Faried and Lawson have been on a string, and Denver will have a terrific two-man tandem going forward. It's a shame to see it this late, with the team seemingly out of the playoff race, but there's always next season to look forward to.
For now, Faried's stellar play is enjoyable to see.
2. Anthony Davis, New Orleans Pelicans
Anthony Davis is the NBA's next superstar.
A dozen or so games aren't really enough evidence to support that statement, but Davis has been superb in the second half of the season.
New Orleans isn't winning a ton of games because of his play, but that hasn't stopped him from outplaying the competition.
Davis' 26.9 points, 11.8 rebounds and 2.5 blocks per game in March has been right on par with what his potential was measured to be. His best games have come against weaker teams, such as his 40-point, 21-rebound night against the Boston Celtics on March 16, but that doesn't discount his efforts.
Davis still dropped 36 points on Portland on March 14 and 29 points on the Memphis Grizzlies two nights before, but it's been his play as a whole that's netted him the second-best spot on the list. His play, while unexpected, was somewhat anticipated given his progression.
Davis is very close to taking over as the league's best big man. He isn't quite there yet, but this recent stretch of games has him approaching the line very quickly.
1. Joakim Noah, Chicago Bulls
It's a bold statement to make, but Noah's recent play has been extraordinary.

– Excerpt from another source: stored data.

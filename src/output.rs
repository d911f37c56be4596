//! CI output sink.
//!
//! Results are written as `key=value` lines, the format GitHub Actions reads
//! from the file named by `GITHUB_OUTPUT`. The file is appended to since
//! other steps in the same job may have written to it already.

use std::fmt;
use std::fs::OpenOptions;
use std::io::Write;
use std::path::Path;

use crate::error::{ReleaseError, Result};
use crate::version::Version;

/// Values handed to downstream CI steps.
#[derive(Debug, Clone, PartialEq, Eq)]
pub struct ReleaseOutputs {
    pub version: Version,
    pub greenlight: bool,
    pub new_icons: usize,
    pub linked_icons: usize,
}

impl fmt::Display for ReleaseOutputs {
    fn fmt(&self, f: &mut fmt::Formatter<'_>) -> fmt::Result {
        writeln!(f, "version={}", self.version)?;
        writeln!(f, "greenlight={}", self.greenlight)?;
        writeln!(f, "new_icons={}", self.new_icons)?;
        writeln!(f, "linked_icons={}", self.linked_icons)
    }
}

impl ReleaseOutputs {
    /// Appends the outputs to `path`, creating the file if needed.
    pub fn append_to(&self, path: &Path) -> Result<()> {
        let io_error = |source| ReleaseError::IoError {
            path: path.to_path_buf(),
            source,
        };

        let mut file = OpenOptions::new()
            .create(true)
            .append(true)
            .open(path)
            .map_err(io_error)?;
        write!(file, "{self}").map_err(io_error)?;
        file.flush().map_err(io_error)
    }
}

#[cfg(test)]
mod tests {
    use std::fs;

    use tempfile::TempDir;

    use super::*;

    fn outputs() -> ReleaseOutputs {
        ReleaseOutputs {
            version: Version::new(2, 13, 0),
            greenlight: true,
            new_icons: 150,
            linked_icons: 25,
        }
    }

    #[test]
    fn test_render() {
        assert_eq!(
            outputs().to_string(),
            "version=v2.13.0\ngreenlight=true\nnew_icons=150\nlinked_icons=25\n"
        );
    }

    #[test]
    fn test_append_keeps_existing_lines() {
        let temp_dir = TempDir::new().unwrap();
        let path = temp_dir.path().join("github_output");
        fs::write(&path, "earlier=step\n").unwrap();

        outputs().append_to(&path).unwrap();

        let content = fs::read_to_string(&path).unwrap();
        assert!(content.starts_with("earlier=step\nversion=v2.13.0\n"));
        assert!(content.ends_with("linked_icons=25\n"));
    }

    #[test]
    fn test_append_to_missing_directory_fails() {
        let temp_dir = TempDir::new().unwrap();
        let path = temp_dir.path().join("missing").join("output");

        let err = outputs().append_to(&path).unwrap_err();
        assert!(matches!(err, ReleaseError::IoError { .. }));
    }
}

He's put up 14.1 points, 10.4 rebounds and 1.9 blocks per game since the break, but has also dished out 7.0 assists per game. Noah's playmaking and ball-handling were once his most underrated skills, but have been on full display over the past few weeks.
His assist-per-game average jumped to 7.9 during the month of March, where Noah has dropped two triple-doubles and come close to four in the past two games (coming just short with nine and eight assists, respectively).
His passion, intensity and competitiveness have become a staple of this Bulls team, which he's led to a 10-4 record since the All-Star break. Victories over Dallas, Miami and San Antonio have been concretely based on Chicago's spectacular defense, but Noah's leadership at the helm has piqued MVP consideration.
He wouldn't let that be the case though, as he confirmed: "We have one MVP, and that’s Derrick Rose," per Chuck Swirsky of Bulls.com.
He's drawn effulgent praise, including the aforementioned MVP chants and even a nod from Rockets head coach Kevin McHale, per ESPN.com, who said:
He should be defensive player of the year. He's done a great job with these guys. They've been winning a lot just on his energy and effort, his kind of determination and toughness. Those are all qualities everybody appreciates.
Davis' play could have easily gotten him the top spot, but Noah's spirit and desire to win has taken over Chicago basketball and the NBA. All the players listed have exceeded expectations or played better than usual, but Noah has become bigger than basketball since All-Star weekend.
Whether it's been his defense, hustle, rebounding or passing, Noah has outplayed everyone in every category. His playmaking is rarely seen from someone at his size or position, but it's been on full display.
The Bulls will be a total menace in the postseason, and that can be directly attributed to Noah, with the effect he's had on his team and his all-around brilliance in the season's second half.